#[async_trait]
impl<T, F> ToolHandler for TypedTool<T, F>
where
    T: DeserializeOwned + Send + Sync + 'static,
    F: Fn(T, RequestHandlerExtra) -> Pin<Box<dyn Future<Output = Result<Value>> + Send>>
        + Send
        + Sync,
{
    async fn handle(&self, args: Value, extra: RequestHandlerExtra) -> Result<Value> {
        // Deserialize and validate the arguments
        let typed_args: T = serde_json::from_value(args).map_err(|e| {
            crate::Error::Validation(format!("Invalid arguments for tool '{}': {}", self.name, e))
        })?;

        // Call the handler with the typed arguments
        (self.handler)(typed_args, extra).await
    }

    fn metadata(&self) -> Option<ToolInfo> {
        // Build _meta for UI resource if specified
        let meta = self.ui_resource_uri.as_ref().map(|uri| {
            let mut meta = serde_json::Map::new();
            meta.insert("ui".to_string(), serde_json::json!({ "resourceUri": uri }));
            meta
        });

        Some(ToolInfo {
            name: self.name.clone(),
            description: self.description.clone(),
            input_schema: self.input_schema.clone(),
            annotations: self.annotations.clone(),
            _meta: meta,
        })
    }
}

/// A synchronous typed tool implementation with automatic schema generation.
pub struct TypedSyncTool<T, F>
where
    T: DeserializeOwned + Send + Sync + 'static,
    F: Fn(T, RequestHandlerExtra) -> Result<Value> + Send + Sync,
{
    name: String,
    description: Option<String>,
    input_schema: Value,
    annotations: Option<ToolAnnotations>,
    handler: F,
    _phantom: PhantomData<T>,
}

impl<T, F> fmt::Debug for TypedSyncTool<T, F>
where
    T: DeserializeOwned + Send + Sync + 'static,
    F: Fn(T, RequestHandlerExtra) -> Result<Value> + Send + Sync,
{
    fn fmt(&self, f: &mut fmt::Formatter<'_>) -> fmt::Result {
        f.debug_struct("TypedSyncTool")
            .field("name", &self.name)
            .field("description", &self.description)
            .field("input_schema", &self.input_schema)
            .field("annotations", &self.annotations)
            .finish()
    }
}

impl<T, F> TypedSyncTool<T, F>
where
    T: DeserializeOwned + Send + Sync + 'static,
    F: Fn(T, RequestHandlerExtra) -> Result<Value> + Send + Sync,
{
    /// Create a new synchronous typed tool with automatic schema generation.
    #[cfg(feature = "schema-generation")]
    pub fn new(name: impl Into<String>, handler: F) -> Self
    where
        T: JsonSchema,
    {
        let schema = generate_schema::<T>();
        Self {
            name: name.into(),
            description: None,
            input_schema: schema,
            annotations: None,
            handler,
            _phantom: PhantomData,
        }
    }

    /// Create a new synchronous typed tool with a manually provided schema.
    pub fn new_with_schema(name: impl Into<String>, schema: Value, handler: F) -> Self {
        Self {
            name: name.into(),
            description: None,
            input_schema: schema,
            annotations: None,
            handler,
            _phantom: PhantomData,
        }
    }

    /// Set the description for this tool.
    pub fn with_description(mut self, description: impl Into<String>) -> Self {
        self.description = Some(description.into());
        self
    }

    /// Set annotations for this tool.
    ///
    /// See [`TypedTool::with_annotations`] for detailed documentation.
    pub fn with_annotations(mut self, annotations: ToolAnnotations) -> Self {
        self.annotations = Some(annotations);
        self
    }

    /// Mark this tool as read-only (convenience method).
    pub fn read_only(mut self) -> Self {
        self.annotations = Some(self.annotations.unwrap_or_default().with_read_only(true));
        self
    }

    /// Mark this tool as destructive (convenience method).
    pub fn destructive(mut self) -> Self {
        self.annotations = Some(
            self.annotations
                .unwrap_or_default()
                .with_read_only(false)
                .with_destructive(true),
        );
        self
    }

    /// Mark this tool as idempotent (convenience method).
    pub fn idempotent(mut self) -> Self {
        self.annotations = Some(self.annotations.unwrap_or_default().with_idempotent(true));
        self
    }

    /// Mark this tool as interacting with external systems (convenience method).
    pub fn open_world(mut self) -> Self {
        self.annotations = Some(self.annotations.unwrap_or_default().with_open_world(true));
        self
    }
}

#[async_trait]
impl<T, F> ToolHandler for TypedSyncTool<T, F>
where
    T: DeserializeOwned + Send + Sync + 'static,
    F: Fn(T, RequestHandlerExtra) -> Result<Value> + Send + Sync,
{
    async fn handle(&self, args: Value, extra: RequestHandlerExtra) -> Result<Value> {
        // Deserialize and validate the arguments
        let typed_args: T = serde_json::from_value(args).map_err(|e| {
            crate::Error::Validation(format!("Invalid arguments for tool '{}': {}", self.name, e))
        })?;

        // Call the handler with the typed arguments
        (self.handler)(typed_args, extra)
    }

    fn metadata(&self) -> Option<ToolInfo> {
        Some(ToolInfo {
            name: self.name.clone(),
            description: self.description.clone(),
            input_schema: self.input_schema.clone(),
            annotations: self.annotations.clone(),
            _meta: None,
        })
    }
}

/// Generate a JSON schema for a type using schemars.
#[cfg(feature = "schema-generation")]
fn generate_schema<T: JsonSchema>() -> Value {
    let schema = schemars::schema_for!(T);

    // Convert the schema to JSON value
    let json_schema = serde_json::to_value(&schema).unwrap_or_else(|_| {
        serde_json::json!({
            "type": "object",
            "properties": {},
            "additionalProperties": true
        })
    });

    // Normalize the schema by inlining $ref references
    crate::server::schema_utils::normalize_schema(json_schema)
}

/// Extension trait to add type-safe schema generation to `SimpleTool`.
pub trait SimpleToolExt {
    /// Create a `SimpleTool` with schema generated from a type.
    #[cfg(feature = "schema-generation")]
    fn with_schema_from<T: JsonSchema>(self) -> Self;
}

use super::simple_tool::SimpleTool;

impl<F> SimpleToolExt for SimpleTool<F>
where
    F: Fn(Value, RequestHandlerExtra) -> Pin<Box<dyn Future<Output = Result<Value>> + Send>>
        + Send
        + Sync,
{
    #[cfg(feature = "schema-generation")]
    fn with_schema_from<T: JsonSchema>(self) -> Self {
        let schema = generate_schema::<T>();
        self.with_schema(schema)
    }
}

/// Extension trait to add type-safe schema generation to `SyncTool`.
pub trait SyncToolExt {
    /// Create a `SyncTool` with schema generated from a type.
    #[cfg(feature = "schema-generation")]
    fn with_schema_from<T: JsonSchema>(self) -> Self;
}

use super::simple_tool::SyncTool;

impl<F> SyncToolExt for SyncTool<F>
where
    F: Fn(Value) -> Result<Value> + Send + Sync,
{
    #[cfg(feature = "schema-generation")]
    fn with_schema_from<T: JsonSchema>(self) -> Self {
        let schema = generate_schema::<T>();
        self.with_schema(schema)
    }
}

/// A typed tool with both input and output type safety
///
/// This variant provides type safety for both input arguments and return values.
/// While output schemas are not part of the MCP protocol, they're useful for
/// testing, documentation, and API contracts.
pub struct TypedToolWithOutput<TIn, TOut, F>
where
    TIn: DeserializeOwned + Send + Sync + 'static,
    TOut: Serialize + Send + Sync + 'static,
    F: Fn(TIn, RequestHandlerExtra) -> Pin<Box<dyn Future<Output = Result<TOut>> + Send>>
        + Send
        + Sync,
{
    name: String,
    description: Option<String>,
    input_schema: Value,
    output_schema: Option<Value>,
    annotations: Option<ToolAnnotations>,
    handler: F,
    _phantom: PhantomData<(TIn, TOut)>,
}

impl<TIn, TOut, F> fmt::Debug for TypedToolWithOutput<TIn, TOut, F>
where
    TIn: DeserializeOwned + Send + Sync + 'static,
    TOut: Serialize + Send + Sync + 'static,
    F: Fn(TIn, RequestHandlerExtra) -> Pin<Box<dyn Future<Output = Result<TOut>> + Send>>
        + Send
        + Sync,
{
    fn fmt(&self, f: &mut fmt::Formatter<'_>) -> fmt::Result {
        f.debug_struct("TypedToolWithOutput")
            .field("name", &self.name)
            .field("description", &self.description)
            .field("input_schema", &self.input_schema)
            .field("output_schema", &self.output_schema)
            .field("annotations", &self.annotations)
            .finish()
    }
}

impl<TIn, TOut, F> TypedToolWithOutput<TIn, TOut, F>
where
    TIn: DeserializeOwned + Send + Sync + 'static,
    TOut: Serialize + Send + Sync + 'static,
    F: Fn(TIn, RequestHandlerExtra) -> Pin<Box<dyn Future<Output = Result<TOut>> + Send>>
        + Send
        + Sync,
{
    /// Create a new typed tool with automatic input and output schema generation
    #[cfg(feature = "schema-generation")]
    pub fn new(name: impl Into<String>, handler: F) -> Self
    where
        TIn: JsonSchema,
        TOut: JsonSchema,
    {
        let input_schema = generate_schema::<TIn>();
        let output_schema = Some(generate_schema::<TOut>());

        Self {
            name: name.into(),
            description: None,
            input_schema,
            output_schema,
            annotations: None,
            handler,
            _phantom: PhantomData,
        }
    }

    /// Create with only input schema generation (output schema omitted)
    #[cfg(feature = "schema-generation")]
    pub fn new_input_only(name: impl Into<String>, handler: F) -> Self
    where
        TIn: JsonSchema,
    {
        let input_schema = generate_schema::<TIn>();

        Self {
            name: name.into(),
            description: None,
            input_schema,
            output_schema: None,
            annotations: None,
            handler,
            _phantom: PhantomData,
        }
    }

    /// Create with manually provided schemas
    pub fn new_with_schemas(
        name: impl Into<String>,
        input_schema: Value,
        output_schema: Option<Value>,
        handler: F,
    ) -> Self {
        Self {
            name: name.into(),
            description: None,
            input_schema,
            output_schema,
            annotations: None,
            handler,
            _phantom: PhantomData,
        }
    }

    /// Set the description for this tool
    pub fn with_description(mut self, description: impl Into<String>) -> Self {
        self.description = Some(description.into());
        self
    }

    /// Set annotations for this tool.
    ///
    /// These annotations will be merged with the auto-generated output schema
    /// annotation. User-provided hints (readOnlyHint, destructiveHint, etc.)
    /// will be combined with the output schema annotation.
    ///
    /// # Example
    ///
    /// ```rust
    /// # #[cfg(feature = "schema-generation")] {
    /// use pmcp::server::typed_tool::TypedToolWithOutput;
    /// use pmcp::types::ToolAnnotations;
    /// use serde::{Deserialize, Serialize};
    /// use schemars::JsonSchema;
    ///
    /// #[derive(Debug, Deserialize, JsonSchema)]
    /// struct QueryArgs { sql: String }
    ///
    /// #[derive(Debug, Serialize, JsonSchema)]
    /// struct QueryResult { rows: Vec<String> }
    ///
    /// let tool = TypedToolWithOutput::new("query", |args: QueryArgs, _| {
    ///     Box::pin(async move {
    ///         Ok(QueryResult { rows: vec![] })
    ///     })
    /// })
    /// .with_description("Execute SQL query")
    /// .with_annotations(
    ///     ToolAnnotations::new()
    ///         .with_read_only(true)
    ///         .with_idempotent(true)
    /// );
    /// // Tool now has both readOnlyHint and auto-generated pmcp:outputSchema
    /// # }
    /// ```
    pub fn with_annotations(mut self, annotations: ToolAnnotations) -> Self {
        self.annotations = Some(annotations);
        self
    }

    /// Mark this tool as read-only (convenience method).
    pub fn read_only(mut self) -> Self {
        self.annotations = Some(self.annotations.unwrap_or_default().with_read_only(true));
        self
    }

    /// Mark this tool as destructive (convenience method).
    pub fn destructive(mut self) -> Self {
        self.annotations = Some(
            self.annotations
                .unwrap_or_default()
                .with_read_only(false)
                .with_destructive(true),
        );
        self
    }

    /// Mark this tool as idempotent (convenience method).
    pub fn idempotent(mut self) -> Self {
        self.annotations = Some(self.annotations.unwrap_or_default().with_idempotent(true));
        self
    }

    /// Mark this tool as interacting with external systems (convenience method).
    pub fn open_world(mut self) -> Self {
        self.annotations = Some(self.annotations.unwrap_or_default().with_open_world(true));
        self
    }

    /// Get the output schema (if any) for testing/documentation purposes
    pub fn output_schema(&self) -> Option<&Value> {
        self.output_schema.as_ref()
    }
}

________________________________________

* **Problem description**
Pull out every line above that holds the word "JsonSchema".

* **Answer below**
        T: JsonSchema,
fn generate_schema<T: JsonSchema>() -> Value {
    fn with_schema_from<T: JsonSchema>(self) -> Self;
    fn with_schema_from<T: JsonSchema>(self) -> Self {
    fn with_schema_from<T: JsonSchema>(self) -> Self;
    fn with_schema_from<T: JsonSchema>(self) -> Self {
        TIn: JsonSchema,
        TOut: JsonSchema,
        TIn: JsonSchema,
    /// use schemars::JsonSchema;
    /// #[derive(Debug, Deserialize, JsonSchema)]
    /// #[derive(Debug, Serialize, JsonSchema)]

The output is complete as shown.